Pretty Woman runs through February 27, 2022, at the Orpheum Theatre, 910 Hennepin Avenue, Minneapolis MN. Tickets: $40 - $146. Educator and Student Rush Tickets available for all performances, $30, cash only, limit of two tickets per ID. For ticket and performance information call 612-339-7007 or go to hennepintheatretrust.org. For more information on the tour, visit tour.prettywomanthemusical.com/.
Book: Garry Marshall & J.F. Lawton, based on the motion picture written by J.F, Lawton; Music and Lyrics * : Bryan Adams & Jim Vallance; Director and Choreographer: Jerry Mitchell; Scenic Design: David Rockwell; Costume Design: Greg Barnes; Lighting Design: Kenneth Posner & Philip S. Rosenberg; Sound Design: John Shivers; Hair Design: Josh Marquette; Makeup Design: Fiona Mifsud; Music Supervision, Arrangements and Orchestrations: Will Van Dyke; Music Director and Conductor: Daniel Klintworth; Associate Director: DB Bonds; Associate Choreographer: Rusty Mowery; Fight Director: J. Allen Suddeth; Casting: The Telsey Office, Craig Burns, C.S.A.; Production Stage Manager: Jack McLeod; Stage Manager: RL Campbell, Assistant Stage Manager: Leslie S. Allen.
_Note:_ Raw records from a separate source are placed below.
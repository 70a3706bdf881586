//! Case-insensitive substring search over the paragraph index.
//!
//! Matching folds text and query one character at a time with
//! [`char::to_lowercase`] and scans the folded text left to right, skipping
//! past each match, so overlapping matches are never counted twice. Folded
//! offsets are mapped back onto the original text, which keeps snippets and
//! highlights on character boundaries even when lowercasing changes a
//! character's byte length.

use crate::index::{ParagraphIndex, ParagraphRecord};
use serde::Serialize;
use std::ops::Range;

/// Characters kept on each side of the first match in a snippet.
pub const SNIPPET_CONTEXT_CHARS: usize = 60;
/// Length of the preview used when a paragraph has no match at all.
pub const SNIPPET_FALLBACK_CHARS: usize = 140;
/// Results beyond this many are counted but not displayed.
pub const MAX_DISPLAY_RESULTS: usize = 200;
const ELLIPSIS: &str = "...";

#[derive(Debug, Clone, PartialEq, Eq, Serialize)]
pub struct SearchHit {
    pub source_id: String,
    pub source_title: String,
    pub heading: String,
    pub dom_id: String,
    pub section_index: usize,
    pub paragraph_index: usize,
    pub count: usize,
    pub snippet: String,
}

impl SearchHit {
    fn from_record(record: &ParagraphRecord, count: usize, snippet: String) -> Self {
        Self {
            source_id: record.source_id.clone(),
            source_title: record.source_title.clone(),
            heading: record.heading.clone(),
            dom_id: record.dom_id.clone(),
            section_index: record.section_index,
            paragraph_index: record.paragraph_index,
            count,
            snippet,
        }
    }
}

#[derive(Debug, Clone, PartialEq, Eq, Serialize)]
pub struct SearchOutcome {
    pub query: String,
    pub total_hits: usize,
    pub results: Vec<SearchHit>,
}

impl SearchOutcome {
    /// Number of paragraphs with at least one hit.
    pub fn paragraph_count(&self) -> usize {
        self.results.len()
    }

    /// The results that are shown; totals still cover everything.
    pub fn displayed(&self) -> &[SearchHit] {
        let end = self.results.len().min(MAX_DISPLAY_RESULTS);
        &self.results[..end]
    }

    pub fn truncated(&self) -> bool {
        self.results.len() > MAX_DISPLAY_RESULTS
    }
}

/// A run of text that either matched the query or did not.
#[derive(Debug, Clone, PartialEq, Eq, Serialize)]
pub struct Segment {
    pub text: String,
    pub hit: bool,
}

impl Segment {
    fn plain(text: &str) -> Self {
        Self {
            text: text.to_string(),
            hit: false,
        }
    }
}

/// Runs `query` against every paragraph, in index order.
pub fn search(index: &ParagraphIndex, query: &str) -> SearchOutcome {
    let needle = fold_query(query);
    let mut results = Vec::new();
    let mut total_hits = 0usize;
    if !needle.is_empty() {
        for record in index.records() {
            let folded = FoldedText::new(&record.text);
            let count = folded.count(&needle);
            if count == 0 {
                continue;
            }
            total_hits += count;
            let snippet = snippet_around(&record.text, folded.first_match(&needle));
            results.push(SearchHit::from_record(record, count, snippet));
        }
    }
    SearchOutcome {
        query: query.to_string(),
        total_hits,
        results,
    }
}

/// Non-overlapping, case-insensitive occurrences of `query` in `text`.
pub fn count_occurrences(text: &str, query: &str) -> usize {
    let needle = fold_query(query);
    if needle.is_empty() {
        return 0;
    }
    FoldedText::new(text).count(&needle)
}

/// Total occurrences of `phrase` across the whole index.
pub fn count_across(index: &ParagraphIndex, phrase: &str) -> usize {
    let needle = fold_query(phrase);
    if needle.is_empty() {
        return 0;
    }
    index
        .records()
        .iter()
        .map(|record| FoldedText::new(&record.text).count(&needle))
        .sum()
}

/// A window of [`SNIPPET_CONTEXT_CHARS`] around the first match, with `...`
/// marking each side that was cut.
pub fn make_snippet(text: &str, query: &str) -> String {
    let needle = fold_query(query);
    let first = if needle.is_empty() {
        None
    } else {
        FoldedText::new(text).first_match(&needle)
    };
    snippet_around(text, first)
}

/// Splits `text` into plain and matching segments.
pub fn highlight(text: &str, query: &str) -> Vec<Segment> {
    if text.is_empty() {
        return Vec::new();
    }
    let needle = fold_query(query);
    if needle.is_empty() {
        return vec![Segment::plain(text)];
    }
    let mut segments = Vec::new();
    let mut cursor = 0usize;
    for range in FoldedText::new(text).matches(&needle) {
        if range.start > cursor {
            segments.push(Segment::plain(&text[cursor..range.start]));
        }
        segments.push(Segment {
            text: text[range.clone()].to_string(),
            hit: true,
        });
        cursor = range.end;
    }
    if cursor < text.len() {
        segments.push(Segment::plain(&text[cursor..]));
    }
    segments
}

fn fold_query(query: &str) -> String {
    query.chars().flat_map(char::to_lowercase).collect()
}

fn snippet_around(text: &str, first: Option<Range<usize>>) -> String {
    let Some(range) = first else {
        return text.chars().take(SNIPPET_FALLBACK_CHARS).collect();
    };
    let total = text.chars().count();
    let match_start = text[..range.start].chars().count();
    let match_end = match_start + text[range].chars().count();
    let start = match_start.saturating_sub(SNIPPET_CONTEXT_CHARS);
    let end = (match_end + SNIPPET_CONTEXT_CHARS).min(total);

    let window = &text[char_to_byte(text, start)..char_to_byte(text, end)];
    let mut snippet = String::with_capacity(window.len() + 2 * ELLIPSIS.len());
    if start > 0 {
        snippet.push_str(ELLIPSIS);
    }
    snippet.push_str(window.trim());
    if end < total {
        snippet.push_str(ELLIPSIS);
    }
    snippet
}

fn char_to_byte(text: &str, char_index: usize) -> usize {
    text.char_indices()
        .nth(char_index)
        .map(|(byte, _)| byte)
        .unwrap_or(text.len())
}

/// Lowercased copy of a text with a map back to the original offsets.
struct FoldedText<'a> {
    original: &'a str,
    folded: String,
    // (offset in `folded`, offset in `original`) for the start of every char.
    starts: Vec<(usize, usize)>,
}

impl<'a> FoldedText<'a> {
    fn new(original: &'a str) -> Self {
        let mut folded = String::with_capacity(original.len());
        let mut starts = Vec::with_capacity(original.len());
        for (offset, ch) in original.char_indices() {
            starts.push((folded.len(), offset));
            folded.extend(ch.to_lowercase());
        }
        Self {
            original,
            folded,
            starts,
        }
    }

    fn count(&self, needle: &str) -> usize {
        self.folded.matches(needle).count()
    }

    fn first_match(&self, needle: &str) -> Option<Range<usize>> {
        self.matches(needle).next()
    }

    fn matches<'s>(&'s self, needle: &'s str) -> impl Iterator<Item = Range<usize>> + 's {
        self.folded
            .match_indices(needle)
            .map(move |(start, matched)| {
                self.original_start(start)..self.original_end(start + matched.len())
            })
    }

    fn original_start(&self, folded: usize) -> usize {
        let idx = self.starts.partition_point(|(start, _)| *start <= folded);
        self.starts[idx.saturating_sub(1)].1
    }

    // A match may end inside a char whose lowercase form is longer than one
    // char; round up to the end of that char.
    fn original_end(&self, folded: usize) -> usize {
        let idx = self.starts.partition_point(|(start, _)| *start < folded);
        self.starts
            .get(idx)
            .map(|(_, original)| *original)
            .unwrap_or(self.original.len())
    }
}
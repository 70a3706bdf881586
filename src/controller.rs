//! Host shell around [`AppState`]: owns the definition store, runs the
//! effects the reducer returns, and wires the configured fetch stack.

use crate::cache::OfflineCache;
use crate::config::AppConfig;
use crate::definitions::DefinitionStore;
use crate::error::{FetchError, StoreError};
use crate::fetch::{FetchRequest, Fetcher, FsFetcher};
use crate::loader::SourceLoader;
use crate::state::{AppState, Effect, Event};
use crate::view::{self, PageView};
use tracing::info;

/// Fetch stack selected by configuration: straight from disk, or through the
/// offline cache.
pub enum DataFetcher {
    Direct(FsFetcher),
    Cached(OfflineCache<FsFetcher>),
}

impl DataFetcher {
    pub fn from_config(config: &AppConfig) -> Self {
        let direct = FsFetcher::new(&config.data_root);
        if config.offline {
            Self::Cached(OfflineCache::new(
                direct,
                &config.cache_root,
                &config.cache_name,
                config.precache.clone(),
            ))
        } else {
            Self::Direct(direct)
        }
    }

    pub fn offline_cache(&self) -> Option<&OfflineCache<FsFetcher>> {
        match self {
            Self::Cached(cache) => Some(cache),
            Self::Direct(_) => None,
        }
    }
}

impl Fetcher for DataFetcher {
    async fn fetch(&self, request: FetchRequest) -> Result<Vec<u8>, FetchError> {
        match self {
            Self::Direct(fetcher) => fetcher.fetch(request).await,
            Self::Cached(cache) => cache.fetch(request).await,
        }
    }
}

pub fn loader_from_config(config: &AppConfig) -> SourceLoader<DataFetcher> {
    SourceLoader::new(DataFetcher::from_config(config), config.manifest.clone())
}

pub struct Controller {
    state: AppState,
    store: DefinitionStore,
}

impl Controller {
    /// Starts a controller with the definitions already in `store`.
    pub fn open(store: DefinitionStore) -> Self {
        let mut state = AppState::new();
        state.apply(Event::DefinitionsLoaded(store.load()));
        Self { state, store }
    }

    pub fn state(&self) -> &AppState {
        &self.state
    }

    pub fn view(&self) -> PageView {
        view::render(&self.state)
    }

    /// Applies `event`, writes any definition changes, and hands back the
    /// effects that belong to the presentation layer.
    pub fn dispatch(&mut self, event: Event) -> Result<Vec<Effect>, StoreError> {
        let effects = self.state.apply(event);
        let mut remaining = Vec::with_capacity(effects.len());
        for effect in effects {
            match effect {
                Effect::PersistDefinitions(definitions) => self.store.persist(&definitions)?,
                other => remaining.push(other),
            }
        }
        Ok(remaining)
    }

    /// Loads sources and applies them. Suitable when the controller is not
    /// shared; shared hosts dispatch the two events around their own await.
    pub async fn reload<F: Fetcher>(
        &mut self,
        loader: &SourceLoader<F>,
        force_reload: bool,
    ) -> Result<(), StoreError> {
        self.dispatch(Event::LoadStarted)?;
        let outcome = loader.load(force_reload).await;
        info!(
            sources = outcome.sources.len(),
            failed = outcome.failed(),
            "applying loaded sources"
        );
        self.dispatch(Event::SourcesLoaded(outcome))?;
        Ok(())
    }
}

#[cfg(test)]
mod tests {
    use super::*;
    use std::fs;

    #[tokio::test]
    async fn saved_definition_survives_a_new_controller() {
        let dir = tempfile::tempdir().unwrap();
        let data = dir.path().join("site");
        fs::create_dir_all(data.join("data")).unwrap();
        fs::write(data.join("data/index.json"), r#"{"files": ["data/a.json"]}"#).unwrap();
        fs::write(
            data.join("data/a.json"),
            r#"{"title": "A", "sections": [{"heading": "Ch1", "verbatimText": "the cat sat on the mat"}]}"#,
        )
        .unwrap();
        let mut config = AppConfig::default();
        config.data_root = data;
        config.set_storage_dir(dir.path().join("store"));

        let loader = loader_from_config(&config);
        let mut controller = Controller::open(DefinitionStore::persistent(&config.storage_dir));
        controller.reload(&loader, false).await.unwrap();
        controller
            .dispatch(Event::BeginSelection(" Cat ".into()))
            .unwrap();
        controller
            .dispatch(Event::SaveDefinition("a feline".into()))
            .unwrap();

        let reopened = Controller::open(DefinitionStore::persistent(&config.storage_dir));
        let definition = reopened.state().definitions().find("cat").unwrap();
        assert_eq!(definition.key, "cat");
        assert_eq!(definition.phrase, "Cat");
        assert_eq!(definition.definition, "a feline");
    }

    #[tokio::test]
    async fn offline_config_reads_through_cache() {
        let dir = tempfile::tempdir().unwrap();
        let data = dir.path().join("site");
        fs::create_dir_all(data.join("data")).unwrap();
        fs::write(data.join("data/index.json"), r#"{"files": []}"#).unwrap();
        let mut config = AppConfig::default();
        config.data_root = data.clone();
        config.set_storage_dir(dir.path().join("store"));
        config.offline = true;

        let loader = loader_from_config(&config);
        let cache = loader.fetcher().offline_cache().unwrap();
        cache.install().await.unwrap();
        fs::remove_file(data.join("data/index.json")).unwrap();

        let mut controller = Controller::open(DefinitionStore::ephemeral());
        controller.reload(&loader, false).await.unwrap();
        assert_eq!(
            controller.state().status(),
            crate::state::STATUS_NO_SOURCES
        );
        assert!(controller.view().content.is_empty());
    }

    #[tokio::test]
    async fn spotlight_effects_are_returned_to_the_host() {
        let dir = tempfile::tempdir().unwrap();
        fs::create_dir_all(dir.path().join("data")).unwrap();
        fs::write(dir.path().join("data/index.json"), r#"{"files": ["data/a.json"]}"#).unwrap();
        fs::write(
            dir.path().join("data/a.json"),
            r#"{"sections": [{"verbatimText": "alpha\n\nbeta"}]}"#,
        )
        .unwrap();
        let loader = SourceLoader::new(
            DataFetcher::Direct(FsFetcher::new(dir.path())),
            "data/index.json",
        );
        let mut controller = Controller::open(DefinitionStore::ephemeral());
        controller.reload(&loader, true).await.unwrap();
        controller.dispatch(Event::Search("beta".into())).unwrap();
        let effects = controller.dispatch(Event::OpenResult(0)).unwrap();
        assert_eq!(effects, vec![Effect::Spotlight("p-s0-0-1".into())]);
    }
}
Cast: Anju Cloud (Amanda/Scarlett/ensemble), Nella Cole (ensemble), Jessica Crouch (Kit DeLuca), Michael Dalke (ensemble), Nico De Jesus (Giulio/ensemble), Christian Douglas (Fred/Alfredo/ensemble), Alex Gibbs (David Morse/ensemble), Joshua Kenneth Allen Johnson (Senator Adams/ensemble), Chris Manuel (landlord/ensemble), Alexa Xioufaridou Moster (Rachel/ensemble), Kaylee Olson (ensemble), Amma Osei (Violetta/ensemble), Kyle Taylor Parker (Happy Man), Adam Pascal (Edward Lewis), Jonathan Ritter (ensemble), Matthew Stocke (Philip Stuckey), Becca Suskauer (Susan/Erica/ensemble), Brent Thiessen (ensemble), Olivia Valli (Vivian Ward), Bria J. Williams (ensemble).